• [Your task]:
Where in the entries below does "enum" appear? Copy every line that has it.

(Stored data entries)
^^^^^^^^
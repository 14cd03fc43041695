//! Car repository contract and SQLite implementation.
//!
//! # Responsibility
//! - Provide the add/find/list/update/remove capability set over `cars`.
//! - Keep SQL and JSON encoding inside the persistence boundary.
//!
//! # Invariants
//! - Write paths call `Car::validate()` before SQL mutations.
//! - Every successful write bumps `version`; inserts start at `1`.
//! - Read paths reject invalid persisted state instead of masking it.

use crate::db::migrations::{current_user_version, latest_version};
use crate::db::DbError;
use crate::model::car::{Car, CarAttributes, CarId, CarValidationError};
use crate::options::ConflictPolicy;
use rusqlite::types::Value as SqlValue;
use rusqlite::{params, params_from_iter, Connection, OptionalExtension, Row};
use serde_json::Value;
use std::error::Error;
use std::fmt::{Display, Formatter};
use uuid::Uuid;

const CAR_SELECT_SQL: &str = "SELECT id, attributes, version FROM cars";
const REQUIRED_COLUMNS: &[&str] = &["id", "attributes", "version", "created_at", "updated_at"];

pub type RepoResult<T> = Result<T, RepoError>;

/// Repository error for car persistence and query operations.
#[derive(Debug)]
pub enum RepoError {
    Validation(CarValidationError),
    Db(DbError),
    NotFound(CarId),
    Duplicate(CarId),
    /// A stale write was rejected under `ConflictPolicy::RejectStale`.
    Conflict {
        id: CarId,
        expected_version: i64,
        actual_version: i64,
    },
    InvalidData(String),
    InvalidQuery(String),
    UninitializedConnection {
        expected_version: u32,
        actual_version: u32,
    },
    MissingRequiredTable(&'static str),
    MissingRequiredColumn {
        table: &'static str,
        column: &'static str,
    },
}

impl Display for RepoError {
    fn fmt(&self, f: &mut Formatter<'_>) -> std::fmt::Result {
        match self {
            Self::Validation(err) => write!(f, "{err}"),
            Self::Db(err) => write!(f, "{err}"),
            Self::NotFound(id) => write!(f, "car not found: {id}"),
            Self::Duplicate(id) => write!(f, "car already exists: {id}"),
            Self::Conflict {
                id,
                expected_version,
                actual_version,
            } => write!(
                f,
                "car {id} was modified concurrently: expected version {expected_version}, found {actual_version}"
            ),
            Self::InvalidData(message) => write!(f, "invalid persisted car data: {message}"),
            Self::InvalidQuery(message) => write!(f, "invalid car query: {message}"),
            Self::UninitializedConnection {
                expected_version,
                actual_version,
            } => write!(
                f,
                "connection schema version {actual_version} does not match expected {expected_version}"
            ),
            Self::MissingRequiredTable(table) => write!(f, "missing required table `{table}`"),
            Self::MissingRequiredColumn { table, column } => {
                write!(f, "missing required column `{table}.{column}`")
            }
        }
    }
}
//! Car domain model.
//!
//! # Responsibility
//! - Define the canonical `Car` record persisted in the `cars` table.
//! - Validate identity and attribute keys before any write.
//!
//! # Invariants
//! - `id` is stable and never nil.
//! - `version` is owned by the store: `0` before the first insert, then
//!   incremented by every successful update.
//! - Attribute keys are non-empty, at most `MAX_ATTRIBUTE_KEY_CHARS` long and
//!   free of `"` so they stay addressable by attribute filters.

use serde::{Deserialize, Serialize};
use serde_json::{Map, Value};
use std::error::Error;
use std::fmt::{Display, Formatter};
use uuid::Uuid;

/// Primary key of a car record.
pub type CarId = Uuid;

/// Application-defined fields of a car.
pub type CarAttributes = Map<String, Value>;

pub const MAX_ATTRIBUTE_KEY_CHARS: usize = 128;

/// Validation failures for car records.
#[derive(Debug, Clone, PartialEq, Eq)]
pub enum CarValidationError {
    NilId,
    EmptyAttributeKey,
    QuotedAttributeKey(String),
    AttributeKeyTooLong { key: String, max_chars: usize },
}

impl Display for CarValidationError {
    fn fmt(&self, f: &mut Formatter<'_>) -> std::fmt::Result {
        match self {
            Self::NilId => write!(f, "car id must not be nil"),
            Self::EmptyAttributeKey => write!(f, "car attribute keys must not be empty"),
            Self::QuotedAttributeKey(key) => {
                write!(f, "car attribute key `{key}` must not contain `\"`")
            }
            Self::AttributeKeyTooLong { key, max_chars } => write!(
                f,
                "car attribute key `{key}` exceeds {max_chars} characters"
            ),
        }
    }
}

impl Error for CarValidationError {}

/// Canonical car record.
#[derive(Debug, Clone, PartialEq, Serialize, Deserialize)]
#[serde(try_from = "CarRecord")]
pub struct Car {
    pub id: CarId,
    /// Opaque document; the store keeps it as JSON text.
    pub attributes: CarAttributes,
    /// Concurrency token maintained by the store.
    pub version: i64,
}

#[derive(Deserialize)]
struct CarRecord {
    id: CarId,
    #[serde(default)]
    attributes: CarAttributes,
    #[serde(default)]
    version: i64,
}

impl TryFrom<CarRecord> for Car {
    type Error = CarValidationError;

    fn try_from(record: CarRecord) -> Result<Self, Self::Error> {
        let car = Self {
            id: record.id,
            attributes: record.attributes,
            version: record.version,
        };
        car.validate()?;
        Ok(car)
    }
}

impl Car {
    /// Creates an unsaved car with a generated id.
    pub fn new(attributes: CarAttributes) -> Self {
        Self {
            id: Uuid::new_v4(),
            attributes,
            version: 0,
        }
    }

    /// Creates an unsaved car with a caller-provided id.
    ///
    /// Used by hosts that assign identity upstream (imports, fixtures).
    pub fn with_id(id: CarId, attributes: CarAttributes) -> Result<Self, CarValidationError> {
        let car = Self {
            id,
            attributes,
            version: 0,
        };
        car.validate()?;
        Ok(car)
    }

    /// Builds a car from a JSON object value.
    ///
    /// Returns `None` when `value` is not an object.
    pub fn from_json_object(value: Value) -> Option<Self> {
        match value {
            Value::Object(attributes) => Some(Self::new(attributes)),
            _ => None,
        }
    }

    pub fn attribute(&self, key: &str) -> Option<&Value> {
        self.attributes.get(key)
    }

    /// Sets one attribute and returns the previous value, if any.
    pub fn set_attribute(
        &mut self,
        key: impl Into<String>,
        value: impl Into<Value>,
    ) -> Option<Value> {
        self.attributes.insert(key.into(), value.into())
    }

    pub fn remove_attribute(&mut self, key: &str) -> Option<Value> {
        self.attributes.remove(key)
    }

    /// Whether this car has been written to the store at least once.
    pub fn is_persisted(&self) -> bool {
        self.version > 0
    }

    /// Checks identity and attribute-key invariants.
    pub fn validate(&self) -> Result<(), CarValidationError> {
        if self.id.is_nil() {
            return Err(CarValidationError::NilId);
        }

        for key in self.attributes.keys() {
            if key.is_empty() {
                return Err(CarValidationError::EmptyAttributeKey);
            }
            if key.contains('"') {
                return Err(CarValidationError::QuotedAttributeKey(
                    key.chars().take(32).collect(),
                ));
            }
            if key.chars().count() > MAX_ATTRIBUTE_KEY_CHARS {
                return Err(CarValidationError::AttributeKeyTooLong {
                    key: key.chars().take(32).collect(),
                    max_chars: MAX_ATTRIBUTE_KEY_CHARS,
                });
            }
        }

        Ok(())
    }
}
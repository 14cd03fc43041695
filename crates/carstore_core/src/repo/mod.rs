//! Repository layer contracts and SQLite implementation.
//!
//! # Responsibility
//! - Define the explicit data-access capability set for cars.
//! - Isolate SQL details from the persistence context.
//!
//! # Invariants
//! - Repository writes enforce `Car::validate()` before persistence.
//! - Repository APIs return semantic errors (`NotFound`, `Conflict`) in
//!   addition to DB transport errors.

pub mod car_repo;
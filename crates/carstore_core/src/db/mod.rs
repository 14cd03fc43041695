//! SQLite store bootstrap and schema migration entry points.
//!
//! # Responsibility
//! - Open and configure the connection a persistence context works on.
//! - Apply schema migrations in deterministic order.
//!
//! # Invariants
//! - Migration version is tracked via `PRAGMA user_version`.
//! - No car data is read or written before migrations succeed.

use std::error::Error;
use std::fmt::{Display, Formatter};

pub mod migrations;
mod open;

pub use open::open_store;

pub type DbResult<T> = Result<T, DbError>;

#[derive(Debug)]
pub enum DbError {
    Sqlite(rusqlite::Error),
    UnsupportedSchemaVersion {
        db_version: u32,
        latest_supported: u32,
    },
    /// A read-only store cannot be migrated in place.
    ReadOnlyOutdated {
        db_version: u32,
        latest_supported: u32,
    },
}

impl Display for DbError {
    fn fmt(&self, f: &mut Formatter<'_>) -> std::fmt::Result {
        match self {
            Self::Sqlite(err) => write!(f, "{err}"),
            Self::UnsupportedSchemaVersion {
                db_version,
                latest_supported,
            } => write!(
                f,
                "database schema version {db_version} is newer than supported {latest_supported}"
            ),
            Self::ReadOnlyOutdated {
                db_version,
                latest_supported,
            } => write!(
                f,
                "read-only database is at schema version {db_version}, expected {latest_supported}"
            ),
        }
    }
}

impl Error for DbError {
    fn source(&self) -> Option<&(dyn Error + 'static)> {
        match self {
            Self::Sqlite(err) => Some(err),
            Self::UnsupportedSchemaVersion { .. } | Self::ReadOnlyOutdated { .. } => None,
        }
    }
}

impl From<rusqlite::Error> for DbError {
    fn from(value: rusqlite::Error) -> Self {
        Self::Sqlite(value)
    }
}
//! Context configuration.
//!
//! # Responsibility
//! - Describe which store a context opens and how it resolves write conflicts.
//! - Parse host-supplied connection strings into typed options.
//!
//! # Invariants
//! - Options are immutable once built; a context keeps its own copy.
//! - Parsing never touches the store; opening failures surface from `db`.

use serde::{Deserialize, Serialize};
use std::error::Error;
use std::fmt::{Display, Formatter};
use std::path::PathBuf;
use std::time::Duration;

pub const DEFAULT_BUSY_TIMEOUT: Duration = Duration::from_secs(5);
pub const DEFAULT_MEMORY_STORE_NAME: &str = "default";
const MEMORY_DATA_SOURCE: &str = ":memory:";

/// Backing store selector.
#[derive(Debug, Clone, PartialEq, Eq, Serialize, Deserialize)]
#[serde(tag = "kind", rename_all = "snake_case")]
pub enum Provider {
    /// SQLite database file.
    File { path: PathBuf },
    /// Named in-memory database shared by every connection in this process
    /// that uses the same name. It lives while at least one is open.
    Memory { name: String },
}

/// How `save_changes` treats an update whose version is stale.
#[derive(Debug, Clone, Copy, Default, PartialEq, Eq, Serialize, Deserialize)]
#[serde(rename_all = "kebab-case")]
pub enum ConflictPolicy {
    /// Later commits overwrite earlier ones regardless of version.
    #[default]
    LastWriteWins,
    /// Updates and deletes only apply to the version that was read.
    RejectStale,
}

impl ConflictPolicy {
    pub fn as_str(self) -> &'static str {
        match self {
            Self::LastWriteWins => "last-write-wins",
            Self::RejectStale => "reject-stale",
        }
    }

    fn parse(value: &str) -> Option<Self> {
        match value.trim().to_ascii_lowercase().as_str() {
            "last-write-wins" | "lastwritewins" => Some(Self::LastWriteWins),
            "reject-stale" | "rejectstale" => Some(Self::RejectStale),
            _ => None,
        }
    }
}

/// Immutable configuration handed to `CarDbContext::new`.
#[derive(Debug, Clone, PartialEq, Eq, Serialize, Deserialize)]
pub struct ContextOptions {
    pub provider: Provider,
    #[serde(default = "default_busy_timeout", with = "duration_ms")]
    pub busy_timeout: Duration,
    #[serde(default)]
    pub conflict_policy: ConflictPolicy,
    #[serde(default)]
    pub read_only: bool,
}

/// Connection string parse failures.
#[derive(Debug, Clone, PartialEq, Eq)]
pub enum OptionsError {
    MalformedSegment(String),
    UnknownKey(String),
    MissingDataSource,
    InvalidValue { key: String, value: String },
}

impl Display for OptionsError {
    fn fmt(&self, f: &mut Formatter<'_>) -> std::fmt::Result {
        match self {
            Self::MalformedSegment(segment) => {
                write!(f, "connection string segment `{segment}` is not key=value")
            }
            Self::UnknownKey(key) => write!(f, "unknown connection string key `{key}`"),
            Self::MissingDataSource => write!(f, "connection string has no data source"),
            Self::InvalidValue { key, value } => {
                write!(f, "invalid value `{value}` for connection string key `{key}`")
            }
        }
    }
}

impl Error for OptionsError {}

impl ContextOptions {
    /// Options for a SQLite file store with default settings.
    pub fn file(path: impl Into<PathBuf>) -> Self {
        Self::with_provider(Provider::File { path: path.into() })
    }

    /// Options for a named shared in-memory store with default settings.
    pub fn memory(name: impl Into<String>) -> Self {
        Self::with_provider(Provider::Memory { name: name.into() })
    }

    fn with_provider(provider: Provider) -> Self {
        Self {
            provider,
            busy_timeout: DEFAULT_BUSY_TIMEOUT,
            conflict_policy: ConflictPolicy::default(),
            read_only: false,
        }
    }

    pub fn with_busy_timeout(mut self, busy_timeout: Duration) -> Self {
        self.busy_timeout = busy_timeout;
        self
    }

    pub fn with_conflict_policy(mut self, conflict_policy: ConflictPolicy) -> Self {
        self.conflict_policy = conflict_policy;
        self
    }

    pub fn read_only(mut self, read_only: bool) -> Self {
        self.read_only = read_only;
        self
    }

    /// Parses `key=value;key=value` connection strings.
    ///
    /// Recognized keys (case-insensitive, spaces ignored): `Data Source`,
    /// `DataSource`, `Filename`, `Name`, `Busy Timeout` (milliseconds),
    /// `Conflict Policy`, `Mode` (`ReadOnly` | `ReadWrite`).
    ///
    /// # Errors
    /// - `MalformedSegment` for segments without `=`.
    /// - `UnknownKey` for unrecognized keys.
    /// - `MissingDataSource` when no data source key is present.
    /// - `InvalidValue` for values that fail to parse.
    pub fn from_connection_string(input: &str) -> Result<Self, OptionsError> {
        let mut data_source: Option<String> = None;
        let mut name: Option<String> = None;
        let mut busy_timeout = DEFAULT_BUSY_TIMEOUT;
        let mut conflict_policy = ConflictPolicy::default();
        let mut read_only = false;

        for segment in input.split(';') {
            let segment = segment.trim();
            if segment.is_empty() {
                continue;
            }

            let Some((raw_key, raw_value)) = segment.split_once('=') else {
                return Err(OptionsError::MalformedSegment(segment.to_string()));
            };
            let value = raw_value.trim();
            let key: String = raw_key
                .chars()
                .filter(|ch| !ch.is_whitespace())
                .collect::<String>()
                .to_ascii_lowercase();

            match key.as_str() {
                "datasource" | "filename" => {
                    if value.is_empty() {
                        return Err(invalid_value(raw_key, value));
                    }
                    data_source = Some(value.to_string());
                }
                "name" => {
                    if value.is_empty() {
                        return Err(invalid_value(raw_key, value));
                    }
                    name = Some(value.to_string());
                }
                "busytimeout" => {
                    let millis = value
                        .parse::<u64>()
                        .map_err(|_| invalid_value(raw_key, value))?;
                    busy_timeout = Duration::from_millis(millis);
                }
                "conflictpolicy" => {
                    conflict_policy =
                        ConflictPolicy::parse(value).ok_or_else(|| invalid_value(raw_key, value))?;
                }
                "mode" => {
                    read_only = match value.to_ascii_lowercase().as_str() {
                        "readonly" => true,
                        "readwrite" => false,
                        _ => return Err(invalid_value(raw_key, value)),
                    };
                }
                _ => return Err(OptionsError::UnknownKey(raw_key.trim().to_string())),
            }
        }

        let data_source = data_source.ok_or(OptionsError::MissingDataSource)?;
        let provider = if data_source.eq_ignore_ascii_case(MEMORY_DATA_SOURCE) {
            Provider::Memory {
                name: name.unwrap_or_else(|| DEFAULT_MEMORY_STORE_NAME.to_string()),
            }
        } else {
            Provider::File {
                path: PathBuf::from(data_source),
            }
        };

        Ok(Self {
            provider,
            busy_timeout,
            conflict_policy,
            read_only,
        })
    }

    /// Short provider label used in log lines; never includes paths.
    pub fn mode_label(&self) -> &'static str {
        match self.provider {
            Provider::File { .. } => "file",
            Provider::Memory { .. } => "memory",
        }
    }
}

fn invalid_value(key: &str, value: &str) -> OptionsError {
    OptionsError::InvalidValue {
        key: key.trim().to_string(),
        value: value.to_string(),
    }
}

fn default_busy_timeout() -> Duration {
    DEFAULT_BUSY_TIMEOUT
}

mod duration_ms {
    use serde::{Deserialize, Deserializer, Serializer};
    use std::time::Duration;

    pub fn serialize<S: Serializer>(value: &Duration, serializer: S) -> Result<S::Ok, S::Error> {
        let millis = u64::try_from(value.as_millis()).unwrap_or(u64::MAX);
        serializer.serialize_u64(millis)
    }

    pub fn deserialize<'de, D: Deserializer<'de>>(deserializer: D) -> Result<Duration, D::Error> {
        u64::deserialize(deserializer).map(Duration::from_millis)
    }
}

#[cfg(test)]
mod tests {
    use super::{ConflictPolicy, ContextOptions, OptionsError, Provider, DEFAULT_BUSY_TIMEOUT};
    use std::path::PathBuf;
    use std::time::Duration;

    #[test]
    fn file_data_source_uses_defaults() {
        let options = ContextOptions::from_connection_string("Data Source=cars.db").unwrap();
        assert_eq!(
            options.provider,
            Provider::File {
                path: PathBuf::from("cars.db")
            }
        );
        assert_eq!(options.busy_timeout, DEFAULT_BUSY_TIMEOUT);
        assert_eq!(options.conflict_policy, ConflictPolicy::LastWriteWins);
        assert!(!options.read_only);
    }

    #[test]
    fn memory_data_source_takes_name_and_flags() {
        let options = ContextOptions::from_connection_string(
            " datasource = :memory: ; Name=fleet; Busy Timeout=250; conflict policy=Reject-Stale; Mode=ReadOnly;",
        )
        .unwrap();
        assert_eq!(
            options.provider,
            Provider::Memory {
                name: "fleet".to_string()
            }
        );
        assert_eq!(options.busy_timeout, Duration::from_millis(250));
        assert_eq!(options.conflict_policy, ConflictPolicy::RejectStale);
        assert!(options.read_only);
    }

    #[test]
    fn memory_data_source_defaults_name() {
        let options = ContextOptions::from_connection_string("Filename=:memory:").unwrap();
        assert_eq!(options, ContextOptions::memory("default"));
    }

    #[test]
    fn rejects_bad_input() {
        assert_eq!(
            ContextOptions::from_connection_string("Name=x").unwrap_err(),
            OptionsError::MissingDataSource
        );
        assert_eq!(
            ContextOptions::from_connection_string("Data Source=a.db;Pooling=true").unwrap_err(),
            OptionsError::UnknownKey("Pooling".to_string())
        );
        assert_eq!(
            ContextOptions::from_connection_string("Data Source").unwrap_err(),
            OptionsError::MalformedSegment("Data Source".to_string())
        );
        assert!(matches!(
            ContextOptions::from_connection_string("Data Source=a.db;Busy Timeout=soon"),
            Err(OptionsError::InvalidValue { .. })
        ));
    }

    #[test]
    fn options_deserialize_with_defaults() {
        let options: ContextOptions = serde_json::from_value(serde_json::json!({
            "provider": { "kind": "file", "path": "/var/lib/cars.db" }
        }))
        .unwrap();
        assert_eq!(options, ContextOptions::file("/var/lib/cars.db"));

        let json = serde_json::to_value(&options.with_conflict_policy(ConflictPolicy::RejectStale))
            .unwrap();
        assert_eq!(json["busy_timeout"], 5000);
        assert_eq!(json["conflict_policy"], "reject-stale");
    }
}
//! Subcommand implementations. Each command is one unit of work.

use carstore_core::{Car, CarDbContext, CarId, CarQuery, ContextOptions, RepoError};
use clap::Args;
use log::info;
use serde_json::Value;

#[derive(Debug, Args)]
pub struct AddArgs {
    /// JSON object, e.g. '{"make":"Saab","year":1987}'
    pub attributes: String,
}

#[derive(Debug, Args)]
pub struct IdArgs {
    pub id: CarId,
}

#[derive(Debug, Args)]
pub struct UpdateArgs {
    pub id: CarId,
    /// JSON object that replaces all attributes
    pub attributes: String,
}

#[derive(Debug, Args)]
pub struct ListArgs {
    /// Attribute filter `key=value`; the value is parsed as JSON when possible
    #[arg(long = "where", value_name = "KEY=VALUE")]
    pub filters: Vec<String>,

    #[arg(long)]
    pub limit: Option<u32>,

    #[arg(long, default_value_t = 0)]
    pub offset: u32,
}

type CommandResult = Result<(), Box<dyn std::error::Error>>;

pub fn add(options: ContextOptions, args: AddArgs) -> CommandResult {
    let car = Car::from_json_object(serde_json::from_str(&args.attributes)?)
        .ok_or("attributes must be a JSON object")?;

    let mut ctx = CarDbContext::new(options)?;
    let id = ctx.cars().add(car)?;
    ctx.save_changes()?;
    info!("event=cli_add module=cli status=ok id={}", id);
    println!("{id}");
    Ok(())
}

pub fn get(options: ContextOptions, args: IdArgs) -> CommandResult {
    let mut ctx = CarDbContext::new(options)?;
    let car = ctx
        .cars()
        .find(args.id)?
        .ok_or(RepoError::NotFound(args.id))?;
    println!("{}", serde_json::to_string_pretty(&car)?);
    Ok(())
}

pub fn list(options: ContextOptions, args: ListArgs) -> CommandResult {
    let mut query = CarQuery::new().offset(args.offset);
    if let Some(limit) = args.limit {
        query = query.limit(limit);
    }
    for filter in &args.filters {
        let (key, raw_value) = filter
            .split_once('=')
            .ok_or_else(|| format!("filter `{filter}` is not key=value"))?;
        query = query.where_eq(key.trim(), parse_filter_value(raw_value.trim()));
    }

    let mut ctx = CarDbContext::new(options)?;
    for car in ctx.cars().query(&query)? {
        println!("{}", serde_json::to_string(&car)?);
    }
    Ok(())
}

pub fn update(options: ContextOptions, args: UpdateArgs) -> CommandResult {
    let Value::Object(attributes) = serde_json::from_str::<Value>(&args.attributes)? else {
        return Err("attributes must be a JSON object".into());
    };

    let mut ctx = CarDbContext::new(options)?;
    let mut car = ctx
        .cars()
        .find(args.id)?
        .ok_or(RepoError::NotFound(args.id))?;
    car.attributes = attributes;
    ctx.cars().update(car)?;
    ctx.save_changes()?;
    info!("event=cli_update module=cli status=ok id={}", args.id);
    Ok(())
}

pub fn remove(options: ContextOptions, args: IdArgs) -> CommandResult {
    let mut ctx = CarDbContext::new(options)?;
    ctx.cars().remove(args.id)?;
    ctx.save_changes()?;
    info!("event=cli_remove module=cli status=ok id={}", args.id);
    Ok(())
}

pub fn count(options: ContextOptions) -> CommandResult {
    let mut ctx = CarDbContext::new(options)?;
    println!("{}", ctx.cars().count()?);
    Ok(())
}

/// Bare words that are not valid JSON are matched as strings.
fn parse_filter_value(raw: &str) -> Value {
    serde_json::from_str(raw).unwrap_or_else(|_| Value::String(raw.to_string()))
}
^^^^^^^^
• [Result for this exercise]:
pub enum RepoError {
pub enum CarValidationError {
pub enum DbError {
pub enum Provider {
pub enum ConflictPolicy {
pub enum OptionsError {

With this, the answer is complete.